Additionally, it is worth noting that while investors are overly impressed with TSMC’s revenue growth, the real story is the ramp in free cash flow which is growing by an order of magnitude. A free cash flow margin of 43% also highlights increasing potential for capital returns, in the form of stock buybacks.
I believe that the rate of TSMC’s free cash flow growth is underrated by the market as the company is still seeing a relatively low P/E ratio… at least when compared to other high-flying AI chip plays. The risk profile remains therefore broadly favorable, even for investors that missed out on this year’s rally in TSMC’s shares, in my opinion!

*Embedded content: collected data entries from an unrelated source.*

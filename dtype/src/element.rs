//! Marker trait connecting host element types to their device dtype.

use crate::ScalarDType;

/// Host-side element type with a fixed device representation.
///
/// Used by typed array views to move values in and out of raw device bytes
/// without per-element dispatch on the dtype.
pub trait Element: Copy + Send + Sync + 'static {
    const DTYPE: ScalarDType;

    fn write_to(self, dst: &mut [u8]);
    fn read_from(src: &[u8]) -> Self;
}

macro_rules! impl_element {
    ($($ty:ty => $dtype:ident),* $(,)?) => {
        $(
            impl Element for $ty {
                const DTYPE: ScalarDType = ScalarDType::$dtype;

                fn write_to(self, dst: &mut [u8]) {
                    dst[..size_of::<$ty>()].copy_from_slice(&self.to_ne_bytes());
                }

                fn read_from(src: &[u8]) -> Self {
                    let mut bytes = [0u8; size_of::<$ty>()];
                    bytes.copy_from_slice(&src[..size_of::<$ty>()]);
                    Self::from_ne_bytes(bytes)
                }
            }
        )*
    };
}

impl_element! {
    i8 => Int8,
    u8 => UInt8,
    i16 => Int16,
    u16 => UInt16,
    i32 => Int32,
    u32 => UInt32,
    i64 => Int64,
    u64 => UInt64,
    f32 => Float32,
    f64 => Float64,
}
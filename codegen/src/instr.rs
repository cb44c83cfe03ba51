//! Virtual-ISA instruction records.
//!
//! Lowering emits an ordered instruction list over an unbounded virtual
//! register file. The list is the hand-off format to the backend: a native
//! assembler would encode it, the in-process virtual accelerator interprets
//! it directly.

use squall_dtype::{AddrSpace, ScalarDType};
use squall_ir::{BinaryOp, ConstValue, ParamKind, UnaryOp};

/// Virtual register index.
#[derive(Debug, Clone, Copy, PartialEq, Eq, Hash, PartialOrd, Ord)]
pub struct VReg(pub u32);

impl VReg {
    pub fn index(self) -> usize {
        self.0 as usize
    }
}

impl std::fmt::Display for VReg {
    fn fmt(&self, f: &mut std::fmt::Formatter<'_>) -> std::fmt::Result {
        write!(f, "%r{}", self.0)
    }
}

/// Hardware special register, per grid dimension.
#[derive(Debug, Clone, Copy, PartialEq, Eq, Hash)]
pub enum SpecialReg {
    GlobalId(u8),
    LocalId(u8),
    GroupId(u8),
    LocalSize(u8),
    NumGroups(u8),
}

/// One lowered instruction.
#[derive(Debug, Clone, PartialEq)]
pub enum Instr {
    Const {
        dst: VReg,
        dtype: ScalarDType,
        value: ConstValue,
    },
    /// Read a kernel parameter: buffer parameters yield the buffer's base
    /// address, scalar parameters the bound value.
    LoadParam {
        dst: VReg,
        param: usize,
    },
    /// Base offset of a group-local scratch allocation.
    LocalBase {
        dst: VReg,
        local: usize,
    },
    /// Read a hardware index register.
    Special {
        dst: VReg,
        reg: SpecialReg,
    },
    Unary {
        dst: VReg,
        op: UnaryOp,
        src: VReg,
        dtype: ScalarDType,
    },
    Binary {
        dst: VReg,
        op: BinaryOp,
        lhs: VReg,
        rhs: VReg,
        /// Operand dtype; comparisons still produce Bool.
        dtype: ScalarDType,
    },
    Cast {
        dst: VReg,
        src: VReg,
        to: ScalarDType,
    },
    Mov {
        dst: VReg,
        src: VReg,
    },
    Load {
        dst: VReg,
        addr: VReg,
        dtype: ScalarDType,
        space: AddrSpace,
    },
    Store {
        addr: VReg,
        src: VReg,
        dtype: ScalarDType,
        space: AddrSpace,
        /// Predicate register; the store retires only when it holds true.
        gate: Option<VReg>,
    },
    /// Head of a counted loop: `var` starts at `offset` and advances by
    /// `stride` while it stays below `bound`. Bodies nest; every `LoopBegin`
    /// is closed by the matching `LoopEnd`.
    LoopBegin {
        var: VReg,
        offset: VReg,
        stride: VReg,
        bound: VReg,
    },
    LoopEnd,
    /// Group-wide execution barrier.
    Barrier,
    /// Packed 4x8-bit dot-product-accumulate, one atomic statement.
    ///
    /// Carries the complete operand record: raw element offsets, their
    /// widened and header-adjusted forms, both effective addresses, the
    /// packed-word load placeholders, and the header constant itself.
    Dp4a {
        dst: VReg,
        base_a: VReg,
        load_a: VReg,
        base_b: VReg,
        load_b: VReg,
        acc: VReg,
        offset_a: VReg,
        cnv_offset_a: VReg,
        adj_offset_a: VReg,
        offset_b: VReg,
        cnv_offset_b: VReg,
        adj_offset_b: VReg,
        addr_a: VReg,
        addr_b: VReg,
        header_size: u64,
    },
}

/// Group-local scratch allocation requested by a kernel.
#[derive(Debug, Clone, Copy, PartialEq, Eq)]
pub struct LocalSpec {
    pub elems: usize,
    pub dtype: ScalarDType,
}

/// A lowered, dispatch-ready kernel.
#[derive(Debug, Clone, PartialEq)]
pub struct KernelProgram {
    pub name: String,
    pub instrs: Vec<Instr>,
    /// Number of virtual registers used.
    pub vregs: u32,
    /// Parameter layout, in task-argument order.
    pub params: Vec<ParamKind>,
    /// Group-local allocations, in definition order.
    pub locals: Vec<LocalSpec>,
    /// Parameter indices the kernel stores to (sorted, deduplicated).
    pub writes: Vec<usize>,
}

impl KernelProgram {
    /// Byte offsets of each local allocation within the group arena, plus the
    /// arena's total size. Allocations are 16-byte aligned.
    pub fn local_layout(&self) -> (Vec<u64>, u64) {
        let mut offsets = Vec::with_capacity(self.locals.len());
        let mut cursor = 0u64;
        for local in &self.locals {
            offsets.push(cursor);
            let bytes = (local.elems * local.dtype.bytes()) as u64;
            cursor += bytes.next_multiple_of(16);
        }
        (offsets, cursor)
    }

    /// Match each `LoopBegin` with its `LoopEnd` by position. Returns `None`
    /// for unbalanced programs (a lowering bug, not a user error).
    pub fn loop_spans(&self) -> Option<Vec<(usize, usize)>> {
        let mut stack = Vec::new();
        let mut spans = Vec::new();
        for (pc, instr) in self.instrs.iter().enumerate() {
            match instr {
                Instr::LoopBegin { .. } => stack.push(pc),
                Instr::LoopEnd => spans.push((stack.pop()?, pc)),
                _ => {}
            }
        }
        stack.is_empty().then_some(spans)
    }
}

Analyst’s Disclosure: I/we have a beneficial long position in the shares of TSMC, NVDA, AMD, INTC either through stock ownership, options, or other derivatives. I wrote this article myself, and it expresses my own opinions. I am not receiving compensation for it (other than from Seeking Alpha). I have no business relationship with any company whose stock is mentioned in this article.